Dataset entries
_ _ _ _

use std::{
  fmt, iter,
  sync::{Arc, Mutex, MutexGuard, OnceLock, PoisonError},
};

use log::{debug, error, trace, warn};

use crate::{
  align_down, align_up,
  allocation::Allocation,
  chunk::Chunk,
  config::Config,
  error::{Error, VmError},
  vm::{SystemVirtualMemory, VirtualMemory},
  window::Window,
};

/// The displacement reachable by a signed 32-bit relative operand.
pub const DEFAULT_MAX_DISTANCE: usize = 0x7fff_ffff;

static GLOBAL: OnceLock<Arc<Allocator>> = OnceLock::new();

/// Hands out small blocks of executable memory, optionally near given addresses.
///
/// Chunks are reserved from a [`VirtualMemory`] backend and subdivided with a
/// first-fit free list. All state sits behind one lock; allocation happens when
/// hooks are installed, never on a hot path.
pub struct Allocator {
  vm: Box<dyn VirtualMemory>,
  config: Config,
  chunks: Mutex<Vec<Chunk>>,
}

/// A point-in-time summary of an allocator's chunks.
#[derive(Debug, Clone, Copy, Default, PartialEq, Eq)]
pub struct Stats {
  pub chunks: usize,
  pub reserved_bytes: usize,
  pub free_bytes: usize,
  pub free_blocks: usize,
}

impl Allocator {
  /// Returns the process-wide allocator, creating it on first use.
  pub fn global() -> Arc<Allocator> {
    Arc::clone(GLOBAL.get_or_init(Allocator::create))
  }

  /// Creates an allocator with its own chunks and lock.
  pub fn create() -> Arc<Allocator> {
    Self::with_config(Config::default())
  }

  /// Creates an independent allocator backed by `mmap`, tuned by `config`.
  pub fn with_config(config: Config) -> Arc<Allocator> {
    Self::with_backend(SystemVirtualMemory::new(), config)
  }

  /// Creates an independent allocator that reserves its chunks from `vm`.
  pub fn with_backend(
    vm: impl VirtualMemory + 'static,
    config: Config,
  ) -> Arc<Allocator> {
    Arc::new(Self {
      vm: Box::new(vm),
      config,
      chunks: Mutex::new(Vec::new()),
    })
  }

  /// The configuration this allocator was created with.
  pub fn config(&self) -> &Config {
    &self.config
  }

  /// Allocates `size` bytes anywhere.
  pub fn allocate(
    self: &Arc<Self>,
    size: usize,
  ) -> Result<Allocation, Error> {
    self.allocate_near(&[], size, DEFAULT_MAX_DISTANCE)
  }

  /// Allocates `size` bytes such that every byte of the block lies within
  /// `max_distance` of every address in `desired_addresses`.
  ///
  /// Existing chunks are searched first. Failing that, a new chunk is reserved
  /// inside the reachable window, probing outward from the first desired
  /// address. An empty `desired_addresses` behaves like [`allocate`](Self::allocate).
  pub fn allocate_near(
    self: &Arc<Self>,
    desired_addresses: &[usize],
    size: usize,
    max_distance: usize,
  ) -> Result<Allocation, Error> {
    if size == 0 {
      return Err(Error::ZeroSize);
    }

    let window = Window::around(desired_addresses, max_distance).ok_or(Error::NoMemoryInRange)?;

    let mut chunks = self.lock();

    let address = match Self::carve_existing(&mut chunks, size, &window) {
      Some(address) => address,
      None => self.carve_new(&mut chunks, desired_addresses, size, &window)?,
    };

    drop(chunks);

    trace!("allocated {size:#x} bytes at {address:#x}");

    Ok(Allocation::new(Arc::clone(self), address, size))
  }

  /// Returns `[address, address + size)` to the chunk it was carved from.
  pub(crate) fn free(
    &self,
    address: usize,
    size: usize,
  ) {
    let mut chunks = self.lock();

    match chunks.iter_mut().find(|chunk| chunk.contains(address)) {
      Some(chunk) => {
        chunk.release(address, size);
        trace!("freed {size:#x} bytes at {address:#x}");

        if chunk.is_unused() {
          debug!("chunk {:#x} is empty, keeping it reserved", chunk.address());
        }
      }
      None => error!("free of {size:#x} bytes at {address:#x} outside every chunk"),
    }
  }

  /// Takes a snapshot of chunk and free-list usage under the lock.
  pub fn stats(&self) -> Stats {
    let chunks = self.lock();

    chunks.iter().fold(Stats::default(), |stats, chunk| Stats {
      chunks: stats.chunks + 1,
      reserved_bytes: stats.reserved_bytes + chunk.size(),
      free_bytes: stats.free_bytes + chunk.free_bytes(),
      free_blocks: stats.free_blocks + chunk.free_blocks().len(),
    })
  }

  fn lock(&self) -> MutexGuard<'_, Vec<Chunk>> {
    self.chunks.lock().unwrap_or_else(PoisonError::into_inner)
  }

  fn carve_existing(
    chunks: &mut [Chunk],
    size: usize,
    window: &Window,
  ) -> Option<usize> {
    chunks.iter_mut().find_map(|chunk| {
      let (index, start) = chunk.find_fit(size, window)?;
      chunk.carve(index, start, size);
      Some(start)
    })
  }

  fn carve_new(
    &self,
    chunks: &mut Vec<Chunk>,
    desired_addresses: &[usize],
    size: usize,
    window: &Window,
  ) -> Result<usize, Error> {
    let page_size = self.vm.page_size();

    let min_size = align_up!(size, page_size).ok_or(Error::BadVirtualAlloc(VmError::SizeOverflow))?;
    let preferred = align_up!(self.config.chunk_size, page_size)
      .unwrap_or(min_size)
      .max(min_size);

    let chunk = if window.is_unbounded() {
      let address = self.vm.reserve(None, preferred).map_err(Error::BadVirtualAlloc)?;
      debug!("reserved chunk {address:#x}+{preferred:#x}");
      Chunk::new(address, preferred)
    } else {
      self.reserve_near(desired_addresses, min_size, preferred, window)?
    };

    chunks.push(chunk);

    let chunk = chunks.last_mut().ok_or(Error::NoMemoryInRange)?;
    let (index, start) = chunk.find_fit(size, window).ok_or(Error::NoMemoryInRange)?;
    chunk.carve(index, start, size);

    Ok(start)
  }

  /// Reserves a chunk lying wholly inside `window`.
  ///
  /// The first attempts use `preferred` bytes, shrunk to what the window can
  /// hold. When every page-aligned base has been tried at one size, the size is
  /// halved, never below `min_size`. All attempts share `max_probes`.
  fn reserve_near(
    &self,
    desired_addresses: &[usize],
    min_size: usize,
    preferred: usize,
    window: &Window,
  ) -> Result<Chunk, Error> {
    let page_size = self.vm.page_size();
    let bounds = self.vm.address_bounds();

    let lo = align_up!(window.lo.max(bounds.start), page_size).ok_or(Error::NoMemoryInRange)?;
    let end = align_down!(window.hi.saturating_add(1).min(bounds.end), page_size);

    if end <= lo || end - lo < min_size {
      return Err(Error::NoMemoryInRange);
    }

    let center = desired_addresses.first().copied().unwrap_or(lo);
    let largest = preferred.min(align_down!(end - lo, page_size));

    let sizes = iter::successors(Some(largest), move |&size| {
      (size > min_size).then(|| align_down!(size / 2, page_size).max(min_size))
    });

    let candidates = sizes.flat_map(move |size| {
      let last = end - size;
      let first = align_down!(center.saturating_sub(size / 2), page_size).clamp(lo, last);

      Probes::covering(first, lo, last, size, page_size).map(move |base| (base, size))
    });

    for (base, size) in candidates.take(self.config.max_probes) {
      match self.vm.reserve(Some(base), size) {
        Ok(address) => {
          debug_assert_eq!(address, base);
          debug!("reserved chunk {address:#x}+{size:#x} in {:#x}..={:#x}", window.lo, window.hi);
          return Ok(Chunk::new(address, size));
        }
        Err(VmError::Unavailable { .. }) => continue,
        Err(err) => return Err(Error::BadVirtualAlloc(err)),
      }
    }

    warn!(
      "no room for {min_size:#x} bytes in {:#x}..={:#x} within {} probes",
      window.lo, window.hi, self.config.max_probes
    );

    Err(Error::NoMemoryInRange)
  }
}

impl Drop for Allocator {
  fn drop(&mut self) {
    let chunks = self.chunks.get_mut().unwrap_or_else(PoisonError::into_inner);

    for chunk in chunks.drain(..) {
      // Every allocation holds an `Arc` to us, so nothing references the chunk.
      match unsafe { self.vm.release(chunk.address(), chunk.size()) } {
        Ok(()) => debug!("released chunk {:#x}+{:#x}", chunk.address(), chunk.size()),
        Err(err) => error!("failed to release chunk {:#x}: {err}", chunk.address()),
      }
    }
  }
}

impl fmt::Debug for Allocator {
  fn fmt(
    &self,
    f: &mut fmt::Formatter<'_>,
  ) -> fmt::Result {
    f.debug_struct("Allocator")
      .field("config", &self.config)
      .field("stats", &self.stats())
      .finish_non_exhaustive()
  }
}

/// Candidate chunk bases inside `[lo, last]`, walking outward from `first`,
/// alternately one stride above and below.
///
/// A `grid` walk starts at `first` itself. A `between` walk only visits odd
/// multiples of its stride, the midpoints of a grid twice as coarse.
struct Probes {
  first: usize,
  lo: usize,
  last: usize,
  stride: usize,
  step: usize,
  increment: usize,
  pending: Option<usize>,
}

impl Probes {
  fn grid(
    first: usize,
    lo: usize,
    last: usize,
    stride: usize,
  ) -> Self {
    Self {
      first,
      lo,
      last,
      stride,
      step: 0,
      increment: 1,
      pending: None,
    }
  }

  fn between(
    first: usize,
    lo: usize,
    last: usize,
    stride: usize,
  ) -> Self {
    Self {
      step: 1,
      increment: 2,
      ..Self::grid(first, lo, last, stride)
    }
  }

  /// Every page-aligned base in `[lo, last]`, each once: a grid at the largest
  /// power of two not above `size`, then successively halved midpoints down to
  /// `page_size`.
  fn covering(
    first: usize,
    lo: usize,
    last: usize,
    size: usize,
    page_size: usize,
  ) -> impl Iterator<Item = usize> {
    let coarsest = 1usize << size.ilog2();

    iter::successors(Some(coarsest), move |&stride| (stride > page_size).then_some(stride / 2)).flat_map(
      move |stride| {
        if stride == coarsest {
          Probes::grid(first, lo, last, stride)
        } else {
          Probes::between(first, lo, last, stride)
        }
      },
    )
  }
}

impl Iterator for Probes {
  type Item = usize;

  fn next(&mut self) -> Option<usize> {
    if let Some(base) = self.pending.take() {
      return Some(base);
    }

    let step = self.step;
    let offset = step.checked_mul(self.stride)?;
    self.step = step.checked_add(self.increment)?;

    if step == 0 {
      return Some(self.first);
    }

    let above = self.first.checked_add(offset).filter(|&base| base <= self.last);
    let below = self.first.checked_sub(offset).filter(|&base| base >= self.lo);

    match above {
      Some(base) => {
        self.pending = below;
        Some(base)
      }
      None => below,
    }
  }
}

_ _ _ _

Search the lines above for the string "independent", then show every one that has it.

Solved exercise
  /// Creates an independent allocator backed by `mmap`, tuned by `config`.
  /// Creates an independent allocator that reserves its chunks from `vm`.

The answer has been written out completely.